** Opening Records for the exercise block **
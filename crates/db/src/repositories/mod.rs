//! Postgres repositories. Each returns raw `sqlx` results; classification
//! into [`crate::store::StoreError`] happens one layer up.

pub mod message_repo;
pub mod user_repo;

pub use message_repo::MessageRepo;
pub use user_repo::UserRepo;
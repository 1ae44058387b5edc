//! Handlers for the `/auth` resource (login, register).

use axum::extract::State;
use axum::http::StatusCode;
use axum::Json;
use messagely_core::validation::NewIdentity;
use serde::{Deserialize, Serialize};

use crate::error::{AppError, AppResult};
use crate::extract::AppJson;
use crate::response::DataResponse;
use crate::state::AppState;

// ---------------------------------------------------------------------------
// Request / response types
// ---------------------------------------------------------------------------

/// Request body for `POST /auth/login`.
#[derive(Deserialize)]
pub struct LoginRequest {
    pub username: String,
    pub password: String,
}

/// Successful authentication response returned by login and register.
#[derive(Debug, Serialize)]
pub struct TokenResponse {
    pub token: String,
    /// Token lifetime in seconds, absent when tokens do not expire.
    #[serde(skip_serializing_if = "Option::is_none")]
    pub expires_in: Option<i64>,
}

// ---------------------------------------------------------------------------
// Handlers
// ---------------------------------------------------------------------------

/// POST /api/v1/auth/login
///
/// Authenticate with username + password and update the last-login time.
pub async fn login(
    State(state): State<AppState>,
    AppJson(input): AppJson<LoginRequest>,
) -> AppResult<Json<DataResponse<TokenResponse>>> {
    let token = state
        .credentials
        .login(&input.username, &input.password, &state.tokens)
        .await?;

    let response = TokenResponse {
        token,
        expires_in: state.tokens.expiry_secs(),
    };
    Ok(Json(DataResponse::new(response)))
}

/// POST /api/v1/auth/register
///
/// Register a new identity, log it in, and return a token. Returns 201 Created.
pub async fn register(
    State(state): State<AppState>,
    AppJson(input): AppJson<NewIdentity>,
) -> AppResult<(StatusCode, Json<DataResponse<TokenResponse>>)> {
    let user = state.credentials.register(input).await?;
    state.credentials.record_login(&user.username).await?;

    let response = issue_token(&state, &user.username)?;
    Ok((StatusCode::CREATED, Json(DataResponse::new(response))))
}

// ---------------------------------------------------------------------------
// Helpers
// ---------------------------------------------------------------------------

fn issue_token(state: &AppState, username: &str) -> AppResult<TokenResponse> {
    let token = state
        .tokens
        .issue(username)
        .map_err(|e| AppError::InternalError(format!("Token generation error: {e}")))?;

    Ok(TokenResponse {
        token,
        expires_in: state.tokens.expiry_secs(),
    })
}
//! Storage collaborator for the Messagely service.
//!
//! - [`models`] -- row types and public projections.
//! - [`repositories`] -- `sqlx` queries against Postgres.
//! - [`store`] -- collaborator traits plus Postgres and in-memory backends.

use sqlx::postgres::PgPoolOptions;

pub mod models;
pub mod repositories;
pub mod store;

pub type DbPool = sqlx::PgPool;

/// Create a connection pool from a database URL.
pub async fn create_pool(database_url: &str) -> Result<DbPool, sqlx::Error> {
    PgPoolOptions::new()
        .max_connections(20)
        .connect(database_url)
        .await
}

/// Round-trip a trivial query to confirm the pool is usable.
pub async fn health_check(pool: &DbPool) -> Result<(), sqlx::Error> {
    sqlx::query("SELECT 1").execute(pool).await?;
    Ok(())
}

/// Apply the embedded migrations in `crates/db/migrations`.
pub async fn run_migrations(pool: &DbPool) -> Result<(), sqlx::migrate::MigrateError> {
    sqlx::migrate!("./migrations").run(pool).await
}
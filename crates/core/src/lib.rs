//! Domain types and pure decision logic for the Messagely trust boundary.
//!
//! - [`policy`] -- ownership and participation checks over users and messages.
//! - [`identity`] -- the verified caller identity threaded through requests.
//! - [`messages`] -- read-state transition rule.
//! - [`validation`] -- registration and message input validation.

pub mod error;
pub mod identity;
pub mod messages;
pub mod policy;
pub mod types;
pub mod validation;
//! Storage collaborator traits consumed by the authentication and
//! authorization layer.
//!
//! Single-resource lookups and updates return `Option`, where `None` is the
//! not-found signal. Listings return a possibly empty `Vec`. Each write is one
//! atomic operation on one record.

mod error;
mod memory;
mod pg;

use async_trait::async_trait;
use messagely_core::types::{DbId, Timestamp};

use crate::models::message::{
    CreateMessage, Message, MessageDetail, MessageReadState, ReceivedMessage, SentMessage,
};
use crate::models::user::{CreateUser, User, UserDetail, UserSummary};

pub use error::{StoreError, StoreResult};
pub use memory::MemoryStore;
pub use pg::PgStore;

/// Identity records: credentials, profile, and login tracking.
#[async_trait]
pub trait IdentityStore: Send + Sync {
    async fn find_identity_by_username(&self, username: &str) -> StoreResult<Option<User>>;

    /// Fails with [`StoreError::Duplicate`] if the username is taken.
    async fn insert_identity(&self, input: &CreateUser) -> StoreResult<User>;

    /// Set `last_login_at` to now and return it.
    async fn update_last_login(&self, username: &str) -> StoreResult<Option<Timestamp>>;

    async fn find_user_detail(&self, username: &str) -> StoreResult<Option<UserDetail>>;

    async fn list_identities(&self) -> StoreResult<Vec<UserSummary>>;
}

/// Message records.
#[async_trait]
pub trait MessageStore: Send + Sync {
    async fn insert_message(&self, input: &CreateMessage) -> StoreResult<Message>;

    async fn find_message_by_id(&self, id: DbId) -> StoreResult<Option<MessageDetail>>;

    /// Stamp `read_at` if unset; an already-read message keeps its timestamp.
    async fn update_message_read_at(&self, id: DbId) -> StoreResult<Option<MessageReadState>>;

    async fn list_messages_sent_by(&self, username: &str) -> StoreResult<Vec<SentMessage>>;

    async fn list_messages_sent_to(&self, username: &str) -> StoreResult<Vec<ReceivedMessage>>;
}
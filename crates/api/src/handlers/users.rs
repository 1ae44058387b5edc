//! Handlers for the `/users` resource.
//!
//! All endpoints require authentication via [`AuthUser`].

use axum::extract::State;
use axum::Json;
use messagely_core::error::CoreError;
use messagely_core::policy::ensure_self;
use messagely_db::models::message::{ReceivedMessage, SentMessage};
use messagely_db::models::user::{UserDetail, UserSummary};

use crate::error::AppResult;
use crate::extract::AppPath;
use crate::middleware::auth::AuthUser;
use crate::response::DataResponse;
use crate::state::AppState;

/// GET /api/v1/users
///
/// Basic info on all users. Any authenticated caller may list.
pub async fn list_users(
    _auth: AuthUser,
    State(state): State<AppState>,
) -> AppResult<Json<DataResponse<Vec<UserSummary>>>> {
    let users = state.identities.list_identities().await?;
    Ok(Json(DataResponse::new(users)))
}

/// GET /api/v1/users/{username}
///
/// Profile detail. Only the user themself may read it.
pub async fn get_user(
    auth: AuthUser,
    State(state): State<AppState>,
    AppPath(username): AppPath<String>,
) -> AppResult<Json<DataResponse<UserDetail>>> {
    ensure_self(&username, &auth.identity)?;

    let user = state
        .identities
        .find_user_detail(&username)
        .await?
        .ok_or_else(|| CoreError::not_found("User", &username))?;

    Ok(Json(DataResponse::new(user)))
}

/// GET /api/v1/users/{username}/to
///
/// Messages received by `username`, gated by the configured listing policy.
pub async fn messages_to(
    auth: AuthUser,
    State(state): State<AppState>,
    AppPath(username): AppPath<String>,
) -> AppResult<Json<DataResponse<Vec<ReceivedMessage>>>> {
    state
        .config
        .auth
        .listing_policy
        .ensure(&username, &auth.identity)?;

    let messages = state.messages.list_messages_sent_to(&username).await?;
    Ok(Json(DataResponse::new(messages)))
}

/// GET /api/v1/users/{username}/from
///
/// Messages sent by `username`, gated by the configured listing policy.
pub async fn messages_from(
    auth: AuthUser,
    State(state): State<AppState>,
    AppPath(username): AppPath<String>,
) -> AppResult<Json<DataResponse<Vec<SentMessage>>>> {
    state
        .config
        .auth
        .listing_policy
        .ensure(&username, &auth.identity)?;

    let messages = state.messages.list_messages_sent_by(&username).await?;
    Ok(Json(DataResponse::new(messages)))
}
** Closing Records for the exercise block **
Exercise
Show all lines from the data above in which the word "UserSummary" appears.

Final answer
use crate::models::user::{CreateUser, User, UserDetail, UserSummary};
    async fn list_identities(&self) -> StoreResult<Vec<UserSummary>>;
use messagely_db::models::user::{UserDetail, UserSummary};
) -> AppResult<Json<DataResponse<Vec<UserSummary>>>> {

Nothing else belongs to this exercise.